Un telo rosso verrà collocato sulla scalinata di accesso al Comune di Serra de’ Conti: l’iniziativa verrà allestita in modo che, dalle ore 10 in poi di giovedì 25 novembre, ogni cittadino possa – liberamente – lasciare un oggetto che ha a cuore, per ricordare e per far ricordare che le donne non si toccano, se non con le carezze.

A Corinaldo, nella sede del Centro Studi Internazionale sulla donna recentemente inaugurato, proseguono le iniziative di sensibilizzazione e informazione sul tema della violenza di genere e delle sue implicazioni socio-culturali. Venerdì 26 novembre, alle ore 21, si terrà la presentazione del libro di Maurizio Marinucci  “Lascia che sia l’amore”, la storia di Giuseppe e Dora, due ragazzi provenienti da mondi diversi, che nonostante tutto si innamorano ma sono ostacolati fino alla persecuzione e alla privazione della propria libertà, perfino e soprattutto dai parenti più stretti, a causa delle costrizioni sociali e dei pregiudizi di genere. A seguire “La violenza di genere nella sua espressione sociale”, dibattito moderato dalla giornalista Laura Mandolini, a cura dell’associazione “Dalla parte delle donne”: un’approfondita riflessione sui modelli culturali e gli stereotipi di genere da cui scaturiscono i comportamenti oppressivi e violenti. Info e prenotazioni 071 7978636; iat1@corinaldo.it.
Domenica 28 novembre dalle ore 8:45 si terrà invece “Non chiudere gli occhi”, una camminata contro la violenza di genere organizzata dalle sezioni Anpi di Trecastelli e Senigallia, con partenza dal Museo Nori de’ Nobili di Trecastelli fino alla Moderna Agorà di Corinaldo. Il percorso di circa 6 km per riflettere sul fenomeno della violenza sulle donne e sulla promozione e tutela dei diritti umani.
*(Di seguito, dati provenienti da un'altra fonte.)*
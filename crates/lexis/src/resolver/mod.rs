//! resolver module
//!
//! Turns a word into a definition, a frequency rank or a set of
//! pronunciations by consulting the user's selected source. Every failure
//! along the way is logged and folded into an empty result.
//!
//! # Logging
//!
//! - A miss (no entry) is logged at `debug`
//! - An unreachable remote source or a failing store at `warn`

pub mod audio;
pub mod definition;
pub mod frequency;
pub mod source;

use std::sync::Arc;

use tracing::{debug, warn};

use crate::errors::RemoteError;
use crate::normalizer::Normalizer;
use crate::remote::{DefinitionApi, PronunciationApi, TranslationApi};
use crate::store::DictionaryStore;

/// Re-export major types
pub use definition::{candidates, format_sense_groups};
pub use source::{AudioSource, DefinitionSource, TranslationOptions};

/// Shared handles consulted by every resolution.
///
/// Holds no per-lookup state; clone the `Arc` and resolve from any task.
pub struct Resolver {
  store: Arc<DictionaryStore>,
  normalizer: Arc<Normalizer>,
  definitions: Arc<dyn DefinitionApi>,
  translation: Arc<dyn TranslationApi>,
  pronunciations: Arc<dyn PronunciationApi>,
  translation_target: String,
}

impl std::fmt::Debug for Resolver {
  fn fmt(&self, f: &mut std::fmt::Formatter<'_>) -> std::fmt::Result {
    f.debug_struct("Resolver")
      .field("store", &self.store)
      .field("translation_target", &self.translation_target)
      .finish_non_exhaustive()
  }
}

impl Resolver {
  /// Builds a resolver over a store, a normalizer and the remote collaborators.
  ///
  /// `translation_target` is the language definitions are translated into
  /// unless a lookup names another.
  pub fn new(
    store: Arc<DictionaryStore>,
    normalizer: Arc<Normalizer>,
    definitions: Arc<dyn DefinitionApi>,
    translation: Arc<dyn TranslationApi>,
    pronunciations: Arc<dyn PronunciationApi>,
    translation_target: impl Into<String>,
  ) -> Self {
    Self {
      store,
      normalizer,
      definitions,
      translation,
      pronunciations,
      translation_target: translation_target.into(),
    }
  }

  /// The store lookups go to
  pub fn store(&self) -> &DictionaryStore {
    &self.store
  }

  /// The translation collaborator
  pub fn translation(&self) -> &dyn TranslationApi {
    self.translation.as_ref()
  }
}

/// Logs a remote failure; misses at `debug`, unavailability at `warn`.
fn log_remote_failure(source: &str, word: &str, error: &RemoteError) {
  if error.is_unavailable() {
    warn!(source, word, %error, "remote source unavailable");
  } else {
    debug!(source, word, "remote miss");
  }
}

#[cfg(test)]
pub(crate) mod fakes {
  //! In-process collaborators for resolver and service tests

  use std::collections::HashMap;
  use std::sync::{Arc, Mutex};

  use async_trait::async_trait;
  use tempfile::TempDir;

  use crate::errors::RemoteError;
  use crate::models::{AudioMap, SenseGroup};
  use crate::normalizer::Normalizer;
  use crate::remote::{DefinitionApi, PronunciationApi, PronunciationMode, TranslationApi};
  use crate::resolver::Resolver;
  use crate::store::DictionaryStore;

  /// Resolver over a fresh store in `dir`; translates "Haus" into English.
  pub fn resolver_with(dir: &TempDir, definitions: Arc<FakeDefinitions>) -> Resolver {
    let store = DictionaryStore::open(dir.path().join("data"), 15_000_000).unwrap();
    let translation = FakeTranslation {
      entries: HashMap::from([("Haus".to_string(), "house".to_string())]),
    };
    Resolver::new(
      Arc::new(store),
      Arc::new(Normalizer::new()),
      definitions,
      Arc::new(translation),
      Arc::new(FakePronunciations::default()),
      "en",
    )
  }

  /// Definition API answering from a fixed table and recording every request
  #[derive(Default)]
  pub struct FakeDefinitions {
    pub entries: HashMap<String, Vec<SenseGroup>>,
    pub fail_with: Option<RemoteError>,
    pub requests: Mutex<Vec<String>>,
  }

  impl FakeDefinitions {
    pub fn with(word: &str, groups: Vec<SenseGroup>) -> Self {
      Self { entries: HashMap::from([(word.to_string(), groups)]), ..Self::default() }
    }

    pub fn failing(error: RemoteError) -> Self {
      Self { fail_with: Some(error), ..Self::default() }
    }

    pub fn requests(&self) -> Vec<String> {
      self.requests.lock().unwrap().clone()
    }
  }

  #[async_trait]
  impl DefinitionApi for FakeDefinitions {
    async fn define(&self, word: &str, _language: &str) -> Result<Vec<SenseGroup>, RemoteError> {
      self.requests.lock().unwrap().push(word.to_string());
      if let Some(error) = &self.fail_with {
        return Err(error.clone());
      }
      self.entries.get(word).cloned().ok_or(RemoteError::NotFound)
    }
  }

  /// Translation API answering from a fixed table; the answer names the
  /// target and any endpoint override.
  #[derive(Default)]
  pub struct FakeTranslation {
    pub entries: HashMap<String, String>,
  }

  #[async_trait]
  impl TranslationApi for FakeTranslation {
    async fn translate(
      &self,
      word: &str,
      _source: &str,
      target: &str,
      endpoint: Option<&str>,
    ) -> Result<String, RemoteError> {
      let translation = self.entries.get(word).ok_or(RemoteError::NotFound)?;
      Ok(match endpoint {
        Some(endpoint) => format!("{translation} [{target}] via {endpoint}"),
        None => format!("{translation} [{target}]"),
      })
    }

    fn supports_language(&self, language: &str) -> bool {
      language != "tlh"
    }
  }

  /// Pronunciation API returning one recording per mode
  #[derive(Default)]
  pub struct FakePronunciations {
    pub fail_with: Option<RemoteError>,
  }

  #[async_trait]
  impl PronunciationApi for FakePronunciations {
    async fn pronunciations(
      &self,
      word: &str,
      _language: &str,
      mode: PronunciationMode,
    ) -> Result<AudioMap, RemoteError> {
      if let Some(error) = &self.fail_with {
        return Err(error.clone());
      }
      let mut audio = AudioMap::new();
      audio.insert("Forvo:anna".to_string(), format!("https://audio.example/{word}-anna.mp3"));
      if mode == PronunciationMode::All {
        audio.insert("Forvo:ben".to_string(), format!("https://audio.example/{word}-ben.mp3"));
      }
      Ok(audio)
    }
  }
}
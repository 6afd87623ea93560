//! Rebuilding a document from flat entries.

use jsondb_flat_store::FlatStore;
use serde_json::Value as JsonValue;

use crate::document::Document;
use crate::path::{is_array_index_name, is_descendant, leaf_name};
use crate::Error;

/// Read the document rooted at `path`.
///
/// A missing path reads as `Null`. A stored array is a Directory listing and
/// is resolved child by child; anything else is a Leaf.
///
/// Whether a Directory comes back as an array or an object is decided from
/// its children's trailing names, in listing order: as long as every name is
/// `[0]`..`[9]` it is an array of the child values. The first name that is
/// not turns the whole node into an object keyed by trailing name, including
/// the children already seen.
pub(crate) fn get_document<S: FlatStore + ?Sized>(
    store: &mut S,
    path: &str,
) -> Result<Document, Error> {
    let raw = match store.get_string(path)? {
        Some(raw) if !raw.is_empty() => raw,
        _ => return Ok(Document::Null),
    };

    let listing = match serde_json::from_str::<JsonValue>(&raw) {
        Ok(JsonValue::Array(listing)) => listing,
        Ok(leaf) => return Ok(Document::from_json_detecting_dates(leaf)),
        Err(err) => {
            log::warn!("Leaf at {} is unreadable: {}", path, err);
            return Ok(Document::Null);
        }
    };

    let mut array_mode = true;
    let mut children = Vec::with_capacity(listing.len());
    for entry in listing {
        let child = match entry {
            JsonValue::String(child) if is_descendant(path, &child) => child,
            other => {
                log::warn!("Skipping bad entry {} in listing of {}", other, path);
                continue;
            }
        };

        let name = leaf_name(&child).to_string();
        if array_mode && !is_array_index_name(&name) {
            array_mode = false;
        }

        let value = get_document(store, &child)?;
        children.push((name, value));
    }

    Ok(if array_mode {
        Document::Array(children.into_iter().map(|(_, value)| value).collect())
    } else {
        Document::Object(children.into_iter().collect())
    })
}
Info e prenotazioni 3487382481; anpitrecastelli@gmail.com.

A Trecastelli, oltre alla passeggiata appena citata, si illuminerà di arancione il villino Romualdo, sede del museo dedicato alla pittrice Nori’ De Nobili e del centro studi internazionale sulla donna nelle arti visive. Rimarrà illuminato di arancione dal 25 novembre, aderendo così alla Giornata internazionale per l’eliminazione della violenza contro le donne, e fino al 10 dicembre, per celebrare la Giornata mondiale dei Diritti Umani. Per il giorno successivo, 11 dicembre, è stato organizzato un altro appuntamento, parte del progetto “Humus, libera di crescere – Riflessioni sulla violenza di genere e semi di trasformazione”.

Infine, anche se non in tempo per la ricorrenza del 25 novembre, le amministrazioni comunali di Arcevia e Ostra Vetere stanno pensando di installare delle panchine rosse nei rispettivi paesi. Almeno una per ogni castello di Arcevia, ipotizzando l’assessora della “perla dei monti” Erika Possanza, mentre il sindaco montenovese è al lavoro con le panchine di via Marulli, spesso raduno dei giovani di Ostra Vetere: una sarà ritinteggiata di rosso per sensibilizzare sulla violenza contro le donne, l’altra di giallo per la vicenda di Patrick Zaki e dei diritti umani negati in molte parti del mondo, compreso il nostro paese.